Zen, my phone didn't ring, and I have no missed calls. Must have been wihout signal. Glad you got some things done, and I'd love to play the productivity game tomorrow via email, chat, phone, or board post.
I've been through it before, with other friends, so I may be overreacting. But I think it's better to care too much.
My rule is to take any mention seriously. And yes, asking about plans is key. Or, what everyone else said.
I just watched Sherlock Holmes for the first time. Bloody brilliant. Although I'm afraid it did nothing to shift my opinion of Rachel McAdams to the positive. Oh well.
And Miracleman, I read your whole passage aloud to amyth's guffaws. I then inquired of the heavens why you were not yet rich beyond imagining. Sadly, I received no reply.
I then inquired of the heavens why you were not yet rich beyond imagining.
A question I ask constantly. I also receive no reply.
Also, since I haven't said it recently, I love my Frankie boy. He's my sweet angelpuppy from heaven. Even when he pees in the living room or jumps up on my bed with "snacks" from the litter box. Oh, how I wish the adage "One man's trash is another man's treasure" did not so aptly apply.
Ergh. The snack box is a pooch problem...well...not a problem for them so much.
Yesterday's doggy lama client was an 8 week old Labradoodle (killer cute and home just 3 hours) who has moved in with two cats. We spent some time devising aversion and segregation strategies.
It's a tough one.
Coincidentally, I sent a message to a friend this evening about how wonderful Bartleby has been lately. He always has been, but even 8.5 years into it, I love him more every day.
When we saw -t today we gave her hugs and love from everyone
Oh that's good to hear, beth.
Coincidentally, I sent a message to a friend this evening about how wonderful Bartleby has been lately. He always has been, but even 8.5 years into it, I love him more every day.

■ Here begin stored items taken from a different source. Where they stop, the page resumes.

//! # Engine - the SiltKV storage engine
//!
//! The central orchestrator tying the [`memtable`], [`wal`] and [`sstable`]
//! crates together into a single-node, embedded LSM-tree key-value store.
//!
//! ## Architecture
//!
//! ```text
//! Caller threads
//!   |
//!   v
//! ┌─────────────────────────────────────────────────┐
//! │                    ENGINE                       │
//! │                                                 │
//! │ write.rs → WAL append → active memtable         │
//! │               |                                 │
//! │               |  (flush threshold reached?)     │
//! │               v           yes                   │
//! │          freeze: active → frozen slot           │
//! │               |                                 │
//! │               v  (flush worker thread)          │
//! │          snapshot → new run file → catalog      │
//! │               |    → clear slot → truncate WAL  │
//! │                                                 │
//! │ compaction.rs (worker thread, periodic tick)    │
//! │          k-way merge N runs → 1 run             │
//! │                                                 │
//! │ read.rs → active → frozen → runs (newest-first) │
//! │            (first hit wins; tombstones hide)    │
//! └─────────────────────────────────────────────────┘
//! ```
//!
//! ## Module responsibilities
//!
//! | Module         | Purpose                                            |
//! |----------------|----------------------------------------------------|
//! | `lib.rs`       | `Engine` struct, open/close, stats, `Drop`         |
//! | [`config`]     | Plain configuration record                         |
//! | [`error`]      | Typed error surface                                |
//! | `write`        | `set()`, `delete()`, `flush()`, freeze handoff     |
//! | `read`         | `get()`                                            |
//! | `flush`        | Single-threaded flush worker                       |
//! | `compaction`   | Background size-tiered compaction worker           |
//! | `recovery`     | WAL replay on startup                              |
//!
//! ## Crash safety
//!
//! Every mutation is appended to the WAL **before** it touches the
//! memtable, and the WAL is truncated only **after** the flushed run file
//! is published in the catalog. Compaction publishes its output and
//! retires its inputs inside one catalog critical section; a crash in
//! between leaves duplicate versions on disk, which timestamp precedence
//! resolves on read and the next compaction cycle cleans up.

mod compaction;
pub mod config;
pub mod error;
mod flush;
mod read;
mod recovery;
mod write;

use std::fs;
use std::path::Path;
use std::sync::atomic::{AtomicBool, AtomicU64, Ordering};
use std::sync::{Arc, Condvar, Mutex, RwLock};
use std::thread::JoinHandle;
use std::time::Duration;

use crossbeam_channel::Sender;
use memtable::Memtable;
use record::Clock;
use sstable::Catalog;
use tracing::info;
use wal::Wal;

use compaction::Compactor;
use flush::FlushMsg;

pub use config::EngineConfig;
pub use error::EngineError;

/// The write-ahead log lives next to the run files, in the data directory.
pub const WAL_FILE_NAME: &str = "database.wal";

/// Maximum allowed key size in bytes (64 KiB), matching the codec's decode
/// cap.
pub const MAX_KEY_SIZE: usize = 64 * 1024;
/// Maximum allowed value size in bytes (10 MiB), matching the codec's
/// decode cap.
pub const MAX_VALUE_SIZE: usize = 10 * 1024 * 1024;

/// The (active, frozen) memtable slots guarded by the engine rwlock.
pub(crate) struct TableState {
    pub(crate) active: Memtable,
    /// Sealed table awaiting flush. `None` once its run file is published.
    pub(crate) frozen: Option<Arc<Memtable>>,
}

pub(crate) struct EngineInner {
    pub(crate) config: EngineConfig,
    pub(crate) tables: RwLock<TableState>,
    /// Appends are serialized behind this mutex; the WAL itself is not
    /// thread-safe.
    pub(crate) wal: Option<Mutex<Wal>>,
    pub(crate) catalog: Arc<Catalog>,
    pub(crate) clock: Arc<Clock>,
    pub(crate) flush_tx: Sender<FlushMsg>,
    /// Writers park here while the frozen slot is occupied (backpressure).
    pub(crate) flush_gate: (Mutex<()>, Condvar),
    pub(crate) closed: AtomicBool,
    pub(crate) total_reads: AtomicU64,
    pub(crate) total_writes: AtomicU64,
}

impl EngineInner {
    pub(crate) fn check_open(&self) -> Result<(), EngineError> {
        if self.closed.load(Ordering::Acquire) {
            return Err(EngineError::Closed);
        }
        Ok(())
    }

    /// Blocks the caller until the frozen slot is empty, nudging the flush
    /// worker on every wait tick so a previously failed flush retries.
    pub(crate) fn wait_for_frozen_slot(&self) {
        let (lock, cvar) = &self.flush_gate;
        let mut guard = lock.lock().unwrap_or_else(|e| e.into_inner());
        loop {
            let occupied = {
                let tables = self.tables.read().unwrap_or_else(|e| e.into_inner());
                tables.frozen.is_some()
            };
            if !occupied {
                return;
            }
            let _ = self.flush_tx.send(FlushMsg::Flush);
            let (g, _) = cvar
                .wait_timeout(guard, Duration::from_millis(100))
                .unwrap_or_else(|e| e.into_inner());
            guard = g;
        }
    }

    pub(crate) fn notify_frozen_slot(&self) {
        let (lock, cvar) = &self.flush_gate;
        let _guard = lock.lock().unwrap_or_else(|e| e.into_inner());
        cvar.notify_all();
    }
}

/// Single-node, embedded, append-only ordered key-value store.
///
/// # Write path
///
/// 1. Append the mutation to the WAL (durability).
/// 2. Apply it to the active memtable.
/// 3. When the active table reaches `flush_threshold` entries it is moved
///    into the frozen slot and the flush worker persists it as a run file.
///    If the slot is still occupied by the previous table, the writer
///    blocks until it drains.
///
/// # Read path
///
/// 1. Active memtable, then the frozen table if one exists.
/// 2. Run files, newest to oldest, through the catalog.
/// 3. The first record found is the newest version; a tombstone hides it.
///
/// # Recovery
///
/// [`Engine::open`] replays the WAL into a fresh active table, preserving
/// the original record timestamps so ordering against existing runs
/// survives the restart.
pub struct Engine {
    pub(crate) inner: Arc<EngineInner>,
    flush_thread: Mutex<Option<JoinHandle<()>>>,
    compactor: Compactor,
}

/// Point-in-time counters reported by [`Engine::stats`].
#[derive(Debug, Clone, Copy, PartialEq, Eq)]
pub struct EngineStats {
    /// Entries across the active and frozen memtables.
    pub memtable_entries: usize,
    pub run_count: usize,
    pub run_bytes: u64,
    pub total_reads: u64,
    pub total_writes: u64,
}

impl Engine {
    /// Opens (or creates) a store rooted at `dir`.
    ///
    /// Scans existing run files into the catalog, replays the WAL if
    /// enabled, and starts the flush and compaction workers.
    pub fn open<P: AsRef<Path>>(dir: P, config: EngineConfig) -> Result<Self, EngineError> {
        let dir = dir.as_ref().to_path_buf();
        fs::create_dir_all(&dir)?;

        let clock = Arc::new(Clock::new());
        let catalog = Arc::new(Catalog::open(&dir)?);
        let mut active = Memtable::new(Arc::clone(&clock));

        let wal = if config.enable_wal {
            let wal = Wal::open(
                dir.join(WAL_FILE_NAME),
                config.wal_sync_interval_ms,
                Arc::clone(&clock),
            )?;
            let replayed = recovery::replay(&wal, &mut active, &clock)?;
            if replayed > 0 {
                info!(records = replayed, "recovered mutations from write-ahead log");
            }
            Some(Mutex::new(wal))
        } else {
            None
        };

        let (flush_tx, flush_rx) = crossbeam_channel::unbounded();
        let inner = Arc::new(EngineInner {
            config: config.clone(),
            tables: RwLock::new(TableState {
                active,
                frozen: None,
            }),
            wal,
            catalog: Arc::clone(&catalog),
            clock,
            flush_tx,
            flush_gate: (Mutex::new(()), Condvar::new()),
            closed: AtomicBool::new(false),
            total_reads: AtomicU64::new(0),
            total_writes: AtomicU64::new(0),
        });

        let flush_thread = {
            let inner = Arc::clone(&inner);
            std::thread::Builder::new()
                .name("silt-flush".into())
                .spawn(move || flush::run_flush_worker(&inner, &flush_rx))?
        };
        let compactor = Compactor::start(catalog, &config)?;

        Ok(Self {
            inner,
            flush_thread: Mutex::new(Some(flush_thread)),
            compactor,
        })
    }

    /// Runs one compaction pass synchronously.
    ///
    /// Returns `false` when another compaction already holds the lock
    /// (concurrent triggers coalesce) or no tier has enough runs.
    pub fn compact(&self) -> Result<bool, EngineError> {
        self.inner.check_open()?;
        self.compactor.trigger()
    }

    #[must_use]
    pub fn stats(&self) -> EngineStats {
        let memtable_entries = {
            let tables = self.inner.tables.read().unwrap_or_else(|e| e.into_inner());
            tables.active.len() + tables.frozen.as_ref().map_or(0, |f| f.len())
        };
        EngineStats {
            memtable_entries,
            run_count: self.inner.catalog.count(),
            run_bytes: self.inner.catalog.total_bytes(),
            total_reads: self.inner.total_reads.load(Ordering::Relaxed),
            total_writes: self.inner.total_writes.load(Ordering::Relaxed),
        }
    }

    /// Number of live run files.
    #[must_use]
    pub fn run_count(&self) -> usize {
        self.inner.catalog.count()
    }

    /// Shuts the engine down: refuses new operations, flushes the frozen
    /// and active memtables, stops both workers, and closes the WAL and
    /// all cached run readers.
    pub fn close(&self) -> Result<(), EngineError> {
        if self.inner.closed.swap(true, Ordering::AcqRel) {
            return Ok(());
        }

        // Persist everything still in memory before the workers stop. The
        // WAL is truncated by the flush itself, only after publication.
        self.inner.flush_blocking();

        let _ = self.inner.flush_tx.send(FlushMsg::Shutdown);
        if let Some(handle) = self
            .flush_thread
            .lock()
            .unwrap_or_else(|e| e.into_inner())
            .take()
        {
            let _ = handle.join();
        }
        self.compactor.shutdown();

        if let Some(wal) = &self.inner.wal {
            wal.lock().unwrap_or_else(|e| e.into_inner()).close()?;
        }
        self.inner.catalog.close();
        Ok(())
    }
}

impl std::fmt::Debug for Engine {
    fn fmt(&self, f: &mut std::fmt::Formatter<'_>) -> std::fmt::Result {
        let tables = self.inner.tables.read().unwrap_or_else(|e| e.into_inner());
        f.debug_struct("Engine")
            .field("active_entries", &tables.active.len())
            .field("frozen", &tables.frozen.is_some())
            .field("runs", &self.inner.catalog.count())
            .field("wal", &self.inner.wal.is_some())
            .field("closed", &self.inner.closed.load(Ordering::Relaxed))
            .finish()
    }
}

/// Best-effort shutdown on drop. Errors cannot propagate out of `Drop`;
/// anything still unflushed is safe in the WAL and will be recovered on
/// the next open.
impl Drop for Engine {
    fn drop(&mut self) {
        let _ = self.close();
    }
}

#[cfg(test)]
mod tests;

I said earlier today that even though my anxiety and depression are particularly bad right now, having the pets around honestly helps. (Except when it's feeding time -- it is SO HARD for me to feed them right now. Not because I have a problem feeding the pets; just because everything feels impossible right now.) But they're absurd, and sweet, and good companions, and they make this easier in ways I didn't expect.
How is she holding up, Beth?
After my grandmother's death, my grandfather got a dog. Partly, because he wanted a dog , but also because having a dog was a good reason to get up in the morning
When I hit my psychological nadir a couple of years ago, if it weren't for Bartleby, I have no doubt, I'd have shuffled the mortal coil without a second thought. The act of meeting his needs out weighed my deepest impulse to reject my own.
That right there, is proof of miracles, if you ask me.
Steph, I'm sending a fervent wish for a lightness on your heart and whatever pull it will take to get you to the other side. It's sooo much better over here.
Envision a small, but strong, hand reaching out for you.